Hey look, that’s my kidney

It's no secret that surgeons can face any number of challenges whenever they bring a patient into the operating room. But for David Thiel, M.D., urologist and medical director of the J. Wayne and Delores Barr Weaver Multi-Disciplinary Simulation Center at Mayo Clinic in Florida, none is perhaps more challenging than making sure his patients truly understand the procedures they're about to have. "Our biggest challenge as surgeons is getting people to understand exactly what we are doing, and not only what we are doing, but how difficult it can be," he says. Fortunately for Dr. Thiel and others, Mayo Clinic's Florida campus is now one of six medical institutions in the country to have a new tool called "virtual dissection tables" to help bridge the communication gap.

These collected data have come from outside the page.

use std::collections::btree_map::Entry;
use std::collections::{BTreeMap, BTreeSet};

use serde::Serialize;
use thiserror::Error;
use xenv_schema::{LibraryName, Multiarch, QualifiedPackage, TargetTriple};

use crate::registry::Registry;

/// Why a resolution failed. Every kind is a configuration error: nothing is
/// retried and no partial result is returned.
#[derive(Error, Debug, Clone, PartialEq, Eq)]
pub enum ResolveError {
    /// The requested triple is not in the registry.
    #[error("Unsupported target: {0}")]
    UnsupportedTarget(TargetTriple),

    /// A requested library has no mapping for the target.
    #[error("Unresolved dependency '{0}': no package mapping for this target")]
    UnresolvedDependency(LibraryName),

    /// Two declarations set the same variable to different values.
    #[error("Conflicting override for {name}: '{first}' vs '{second}'")]
    ConflictingOverride {
        /// The variable name.
        name: String,
        /// The value declared first.
        first: String,
        /// The value that disagreed with it.
        second: String,
    },
}

/// The outcome of resolving one target.
#[derive(Debug, Clone, PartialEq, Eq, Serialize)]
pub struct Resolution {
    /// The resolved target.
    pub target: TargetTriple,
    /// Architecture the package manager must enable before installing.
    pub multiarch: Multiarch,
    /// Packages to install, sorted by rendered name.
    pub packages: Vec<QualifiedPackage>,
    /// Variables to export into the build process.
    pub environment: BTreeMap<String, String>,
}

/// Resolve the packages and environment a target needs for `dependencies`.
///
/// Dependencies are treated as a set: duplicates collapse and declaration
/// order does not affect the result. The install list is sorted by the
/// rendered `name:qualifier` string. Calling this twice with the same input
/// yields identical output.
///
/// # Errors
///
/// - [`ResolveError::UnsupportedTarget`] if `target` is not in `registry`
///   (checked first, even for an empty dependency set).
/// - [`ResolveError::UnresolvedDependency`] naming the first unmapped
///   library in sorted order.
/// - [`ResolveError::ConflictingOverride`] if two overrides disagree.
pub fn resolve(
    target: &TargetTriple,
    dependencies: &[LibraryName],
    registry: &Registry,
) -> Result<Resolution, ResolveError> {
    let entry = registry
        .target(target)
        .ok_or_else(|| ResolveError::UnsupportedTarget(target.clone()))?;

    let requested: BTreeSet<&LibraryName> = dependencies.iter().collect();
    if requested.is_empty() {
        tracing::debug!("No dependencies requested for {target}");
        return Ok(Resolution {
            target: target.clone(),
            multiarch: entry.multiarch().clone(),
            packages: Vec::new(),
            environment: BTreeMap::new(),
        });
    }

    tracing::debug!("Resolving {} dependencies for {target}", requested.len());

    // Look everything up before producing output so a partial failure
    // returns nothing.
    let mut mappings = Vec::with_capacity(requested.len());
    for library in requested {
        let mapping = entry
            .mapping(library)
            .filter(|m| !m.is_empty())
            .ok_or_else(|| ResolveError::UnresolvedDependency(library.clone()))?;
        mappings.push(mapping);
    }

    let mut packages = BTreeSet::new();
    for mapping in &mappings {
        tracing::debug!("  {} -> {} package(s)", mapping.library(), mapping.packages().len());
        packages.extend(
            mapping
                .packages()
                .iter()
                .map(|p| QualifiedPackage::foreign(p.clone(), entry.multiarch())),
        );
        packages.extend(mapping.host_packages().iter().cloned().map(QualifiedPackage::host));
    }

    let overrides = entry
        .overrides()
        .iter()
        .chain(mappings.iter().flat_map(|m| m.overrides()))
        .map(|o| (o.name(), o.value()));
    let environment = merge_environment(BTreeMap::new(), overrides)?;

    Ok(Resolution {
        target: target.clone(),
        multiarch: entry.multiarch().clone(),
        packages: packages.into_iter().collect(),
        environment,
    })
}

/// Validate every target in the registry by resolving all of its libraries
/// together. Returns the number of targets checked.
///
/// # Errors
///
/// Returns the first [`ResolveError`] encountered, in target order.
pub fn check(registry: &Registry) -> Result<usize, ResolveError> {
    for entry in registry.targets() {
        let libraries: Vec<LibraryName> = entry.mappings().map(|m| m.library().clone()).collect();
        if libraries.is_empty() {
            let overrides = entry.overrides().iter().map(|o| (o.name(), o.value()));
            merge_environment(BTreeMap::new(), overrides)?;
        } else {
            resolve(entry.triple(), &libraries, registry)?;
        }
        tracing::debug!("{} ok ({} libraries)", entry.triple(), libraries.len());
    }
    Ok(registry.len())
}

/// Fold `(name, value)` pairs into `environment`, collapsing exact repeats.
pub(crate) fn merge_environment<'a>(
    mut environment: BTreeMap<String, String>,
    pairs: impl IntoIterator<Item = (&'a str, &'a str)>,
) -> Result<BTreeMap<String, String>, ResolveError> {
    for (name, value) in pairs {
        match environment.entry(name.to_string()) {
            Entry::Vacant(slot) => {
                slot.insert(value.to_string());
            }
            Entry::Occupied(existing) if existing.get() == value => {
                tracing::debug!("Override {name} declared twice with the same value");
            }
            Entry::Occupied(existing) => {
                return Err(ResolveError::ConflictingOverride {
                    name: name.to_string(),
                    first: existing.get().clone(),
                    second: value.to_string(),
                });
            }
        }
    }
    Ok(environment)
}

Think of the touch screen on your smartphone. Now imagine that as a nice, easy-to-read 7 feet by 2 1/2 feet. The virtual dissection tables take advantage of "20th-century technological advancements in X-rays, ultrasound and MRIs" to allow users like Dr. Thiel to easily show patients "hard-to-reach" parts of the human body, according to a story produced by Ivanhoe Broadcasting that was picked up by various media outlets. Mayo Clinic Tech Specialist Conrad Dove likes to refer to the table as something of a "reusable" cadaver. "We can take a thin slice CT of any patient we want, and we can virtualize them in six to 12 minutes, and we can have them on the table," Dove says. With the swipe of a finger, the body images on the table's screen can then be "put back together again" right before your eyes.

Regardless of what you call them, Dr. Thiel says the tables are greatly improving the way he and his surgical team prepare for surgical procedures. "As an urologist, one of the things that I do for kidney cancer is to actually cut out the tumor and leave the kidney behind," he says. "We need to know where exactly the blood vessels are that go to the kidneys." And by using the 3-D imaging capabilities of the tables, Dr. Thiel says he can now help his surgical team better visualize all that and more before they actually began operating.

And Dr. Thiel says all of that is, in fact, helping improve the way he and his team provide patient care. "A focus of medicine now is individualized medicine," he says, and he and his team envision eventually taking these types of 3-D images and making them even more real by using a 3-D printer to make a model of the actual kidney with the tumor to show to the patient. "We take something that is very abstract to you and put it in your hand as a model," he says. "We think that will improve the patient experience and let them understand exactly what we are doing."